Reportedly this uses something on the order of a trillion CPU seconds per day - five billion iterations, each running across multiple CPU cores. That would require twelve million cores, at a minimum, or 62,500 dual 96-core Epyc Genoa servers. Call it 1500 racks stuffed full of the latest server equipment.
The results speak for themselves though: Everybody turns it off and goes straight to the chronological feed because it's full of crap.
Tech News
- ChatGPT has found a useful purpose: Hunting for security vulnerabilities in code libraries. (The Register)
I've mentioned before that ChatGPT is a pure language model, and doesn't actually understand anything. But computer programs are pure language - everything about them is defined in terms of language, with no outside knowledge required. This is exactly what ChatGPT can do, and it turns out that it does it pretty well.
Given the state of public code libraries it's like dynamiting fish in a barrel, but it actually reports on the specific problems rather than marking everything on NPM as SEO spam.
Even though it is.
- Europol is dumb. (The Register)
I swear I could hear my brain cells ditching work and getting drunk when I tried to read that article.
- Italy too. (Tech Crunch)
Dumb.
- The 2023 Chuwi Corebook X has the Four Essential Keys. (Liliputing)
And a 12th generation U-series CPU (that's last year's model, but last year's Corebook X had a 2020 CPU, so it's progress), a very nice 14" 2160x1440 screen, and up to 16GB of RAM though it's soldered in place and the 16GB model is out of stock.
I'm not sure I'd recommend anyone actually buying it, but if they can put the Four Essential Keys in place on a small notebook why do the major manufacturers have so much trouble with it?
- AMD's low-end A620 motherboards are here for less horribly expensive systems. (WCCFTech)

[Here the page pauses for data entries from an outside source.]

//! Single-unit execution: condition gate, hard timeout, uniform reporting.
//!
//! The runner never propagates executor errors. Whatever the injected
//! executor does — fail, hang, panic-free error — the caller always gets a
//! terminal [`UnitResult`].

pub mod condition;
pub mod result;

use std::sync::Arc;
use std::time::{Duration, Instant};

use tracing::debug;

use crate::config::UnitConfig;
use crate::traits::ExecutorPlugin;

pub use condition::{Complexity, Condition, ExecutionContext};
pub use result::{UnitResult, UnitStatus, DEFAULT_VERDICT, SKIPPED_VERDICT, TIMEOUT_VERDICT};

/// Executes one unit against an injected executor.
pub struct UnitRunner {
    unit: UnitConfig,
    executor: Arc<dyn ExecutorPlugin>,
}

impl UnitRunner {
    pub fn new(unit: UnitConfig, executor: Arc<dyn ExecutorPlugin>) -> Self {
        Self { unit, executor }
    }

    /// Runs the unit, invoking the executor exactly once — or zero times if
    /// the condition gate evaluates false.
    pub async fn run(&self, ctx: &ExecutionContext) -> UnitResult {
        if !self.unit.condition.evaluate(ctx) {
            debug!(unit = %self.unit.name, condition = %self.unit.condition, "condition not met, skipping");
            return UnitResult::skipped(&self.unit.name);
        }

        let bound = Duration::from_secs(self.unit.timeout_secs);
        let started = Instant::now();
        let outcome = tokio::time::timeout(bound, self.executor.execute(&self.unit.name, ctx)).await;
        let duration_ms = started.elapsed().as_millis() as u64;

        match outcome {
            Ok(Ok(out)) => {
                let verdict = out.verdict.unwrap_or_else(|| DEFAULT_VERDICT.to_string());
                debug!(unit = %self.unit.name, %verdict, duration_ms, "unit succeeded");
                UnitResult::success(&self.unit.name, verdict, duration_ms)
            }
            Ok(Err(e)) => {
                debug!(unit = %self.unit.name, error = %e, "unit failed");
                UnitResult::failed(&self.unit.name, format!("{e:#}"), duration_ms)
            }
            Err(_) => {
                debug!(unit = %self.unit.name, timeout_secs = self.unit.timeout_secs, "unit timed out");
                UnitResult::timed_out(&self.unit.name, self.unit.timeout_secs, duration_ms)
            }
        }
    }
}
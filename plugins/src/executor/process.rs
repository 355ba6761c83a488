use anyhow::{bail, Context};
use async_trait::async_trait;
use cadence_core::api::{ExecutionContext, ExecutorOutcome, ExecutorPlugin};
use tokio::process::Command;
use tracing::debug;

/// Runs each unit or task as a child process.
///
/// `{name}` in any configured argument is replaced by the unit name, and the
/// child gets `CADENCE_UNIT` and `CADENCE_FEATURE` in its environment. The
/// child's exit status decides success; stdout feeds reporting:
/// - the last non-empty line becomes the verdict
/// - lines shaped `created: <path>` / `modified: <path>` become file records
#[derive(Debug, Clone)]
pub struct ProcessExecutorPlugin {
    program: String,
    args: Vec<String>,
}

impl ProcessExecutorPlugin {
    pub fn new(program: impl Into<String>, args: Vec<String>) -> Self {
        Self {
            program: program.into(),
            args,
        }
    }
}

#[async_trait]
impl ExecutorPlugin for ProcessExecutorPlugin {
    async fn execute(&self, name: &str, ctx: &ExecutionContext) -> anyhow::Result<ExecutorOutcome> {
        let args: Vec<String> = self
            .args
            .iter()
            .map(|a| a.replace("{name}", name))
            .collect();
        debug!(unit = name, program = %self.program, "spawning executor process");

        let output = Command::new(&self.program)
            .args(&args)
            .env("CADENCE_UNIT", name)
            .env("CADENCE_FEATURE", &ctx.feature_id)
            .kill_on_drop(true)
            .output()
            .await
            .with_context(|| format!("failed to spawn '{}'", self.program))?;

        let stdout = String::from_utf8_lossy(&output.stdout).into_owned();
        if !output.status.success() {
            let stderr = String::from_utf8_lossy(&output.stderr);
            bail!(
                "'{}' exited with {} for unit '{name}': {}",
                self.program,
                output.status,
                stderr.trim()
            );
        }

        let mut outcome = ExecutorOutcome {
            verdict: None,
            output: stdout.clone(),
            created_files: Vec::new(),
            modified_files: Vec::new(),
        };
        for line in stdout.lines() {
            let line = line.trim();
            if line.is_empty() {
                continue;
            }
            if let Some(path) = line.strip_prefix("created:") {
                outcome.created_files.push(path.trim().to_string());
            } else if let Some(path) = line.strip_prefix("modified:") {
                outcome.modified_files.push(path.trim().to_string());
            } else {
                outcome.verdict = Some(line.to_string());
            }
        }
        Ok(outcome)
    }
}
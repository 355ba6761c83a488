//! Core of the cadence orchestration engine.
//!
//! Two execution surfaces share one plugin seam:
//! - [`orchestrator::DagOrchestrator`] runs configured agent units over a
//!   dependency graph (sequential, parallel, or dag mode) with per-unit
//!   timeouts and condition gating.
//! - [`wave::WaveOrchestrator`] runs a strategy-planned [`wave::WavePlan`]
//!   wave by wave, threading an accumulated [`wave::WaveContext`] through.
//!
//! Executors, hooks, breakpoints, and planning strategies are injected via
//! the traits in [`traits`]; concrete implementations live in the
//! `cadence-plugins` crate.

pub mod api;
pub mod config;
pub mod error;
pub mod graph;
pub mod orchestrator;
pub mod runner;
pub mod traits;
pub mod wave;
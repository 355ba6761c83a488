//! Wave-based planning and execution: strategies split a task list into
//! ordered waves, the orchestrator runs them while accumulating a context.

pub mod context;
pub mod orchestrator;
pub mod plan;
pub mod planner;

pub use context::{Decision, Issue, Severity, TestStatus, WaveContext};
pub use orchestrator::{WaveOrchestrationResult, WaveOrchestrator, WaveResult};
pub use plan::{PlannedWaves, Task, TaskDescription, TaskOutcome, Wave, WavePlan, WaveStatus};
pub use planner::{
    suggest_strategy, StrategyRegistry, WavePlanner, PROGRESSIVE_STRATEGY, SYSTEMATIC_STRATEGY,
};
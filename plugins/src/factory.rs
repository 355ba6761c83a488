//! Assembly helpers wiring concrete plugins into the core seams.

use std::sync::Arc;

use cadence_core::api::{ExecutorPlugin, StrategyRegistry};

use crate::executor::{NullExecutorPlugin, ProcessExecutorPlugin};
use crate::strategies::{ProgressiveStrategy, SystematicStrategy};

/// Registry with every built-in strategy registered.
pub fn build_strategy_registry() -> StrategyRegistry {
    let mut registry = StrategyRegistry::new();
    registry.register(Arc::new(ProgressiveStrategy::default()));
    registry.register(Arc::new(SystematicStrategy::default()));
    registry
}

/// Builds an executor from an optional command line such as
/// `"./review.sh --agent {name}"`. No command means the no-op executor.
pub fn build_executor(command: Option<&str>) -> Arc<dyn ExecutorPlugin> {
    match command {
        Some(command) => {
            let mut parts = command.split_whitespace().map(str::to_string);
            match parts.next() {
                Some(program) => Arc::new(ProcessExecutorPlugin::new(program, parts.collect())),
                None => Arc::new(NullExecutorPlugin),
            }
        }
        None => Arc::new(NullExecutorPlugin),
    }
}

They still require more expensive DDR5 RAM, but that cost is going down - it's about 50% more than DDR4 now, rather than 100% - and it does offer better performance. Sometimes.

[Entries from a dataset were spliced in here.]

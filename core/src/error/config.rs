use thiserror::Error;

/// Configuration errors, all reported before any execution begins.
#[derive(Error, Debug)]
pub enum ConfigError {
    #[error("Agent '{unit}' has invalid timeout {secs}s (must be within 1..={max}s)")]
    InvalidUnitTimeout { unit: String, secs: u64, max: u64 },

    #[error("Global timeout {secs}s out of range (must be within 1..={max}s)")]
    InvalidGlobalTimeout { secs: u64, max: u64 },

    #[error("Unknown execution mode: {0}")]
    UnknownMode(String),

    #[error("Unknown condition expression: {0}")]
    UnknownCondition(String),

    #[error("Duplicate agent config block: {0}")]
    DuplicateAgent(String),

    #[error("Agent '{unit}' references undeclared agent '{missing}'")]
    UndeclaredDependency { unit: String, missing: String },

    #[error("IO error: {0}")]
    Io(#[from] std::io::Error),

    #[error("TOML parse error: {0}")]
    Parse(#[from] toml::de::Error),
}
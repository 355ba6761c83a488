pub mod logging;

pub use logging::TracingHookPlugin;
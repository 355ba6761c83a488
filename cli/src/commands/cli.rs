use std::path::PathBuf;

use cadence_core::api::{Complexity, ExecutionMode};
use clap::{Args as ClapArgs, Parser, Subcommand};

#[derive(Parser, Debug)]
#[command(name = "cadence", about = "Agent and wave orchestration engine")]
pub struct Args {
    #[command(subcommand)]
    pub command: Commands,

    /// Emit pretty-printed JSON instead of compact.
    #[arg(long, global = true)]
    pub pretty: bool,
}

#[derive(Subcommand, Debug)]
pub enum Commands {
    /// Run the configured agents over their dependency graph.
    Run(RunArgs),
    /// Plan waves for a task list without executing anything.
    Plan(PlanArgs),
    /// Plan waves for a task list and execute them.
    Waves(WavesArgs),
}

#[derive(ClapArgs, Debug, Clone)]
pub struct RunArgs {
    /// TOML config overlaying the built-in agent defaults.
    #[arg(long)]
    pub config: Option<PathBuf>,

    /// Override the configured execution mode.
    /// - sequential: one agent at a time, dependency order
    /// - parallel: everything at once
    /// - dag: dependency-driven waves
    #[arg(long, value_parser = parse_mode)]
    pub mode: Option<ExecutionMode>,

    #[arg(long, value_parser = parse_complexity, default_value = "standard")]
    pub complexity: Complexity,

    /// File the run should treat as sensitive. Can be specified multiple times.
    #[arg(long = "sensitive-file", action = clap::ArgAction::Append)]
    pub sensitive_files: Vec<String>,

    #[arg(long, default_value = "adhoc")]
    pub feature: String,

    /// Command line used to execute each agent; `{name}` expands to the
    /// agent name. Omitting it dry-runs with a no-op executor.
    #[arg(long)]
    pub exec: Option<String>,
}

#[derive(ClapArgs, Debug, Clone)]
pub struct PlanArgs {
    /// JSON file holding the task descriptions to plan.
    #[arg(long)]
    pub tasks: PathBuf,

    /// Strategy name; omitted means suggest one from the task shape.
    #[arg(long)]
    pub strategy: Option<String>,

    #[arg(long, value_parser = parse_complexity, default_value = "standard")]
    pub complexity: Complexity,

    /// Pause for confirmation between waves during execution.
    #[arg(long)]
    pub safe_mode: bool,

    #[arg(long, default_value = "adhoc")]
    pub feature: String,
}

#[derive(ClapArgs, Debug, Clone)]
pub struct WavesArgs {
    #[command(flatten)]
    pub plan: PlanArgs,

    /// Command line used to execute each task; `{name}` expands to the
    /// task name. Omitting it dry-runs with a no-op executor.
    #[arg(long)]
    pub exec: Option<String>,
}

fn parse_mode(s: &str) -> Result<ExecutionMode, String> {
    s.parse().map_err(|e| format!("{e}"))
}

fn parse_complexity(s: &str) -> Result<Complexity, String> {
    s.parse().map_err(|e| format!("{e}"))
}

- The toy business is surprisingly complex when your CEO is a moron and your executives actively hate their customers. (The Verge)
Brain cells getting drunk again. It's about Hasbro, who have systematically destroyed their two money-makers, Money the Gathering and Dingbats & Deviants.
- AI ethicists - some of the most useless people on the face of the Earth - have fired back at that preposterous open letter demanding a six-month pause on AI research saying that yes, AI will kill us all, probably tomorrow if it can fit that into its busy schedule, but research must continue because otherwise the AI ethicists won't get paid. (Tech Crunch)
Microsoft to its credit recently fired all its AI ethicists.
Disclaimer: Microsoft is merely evil, not stupid.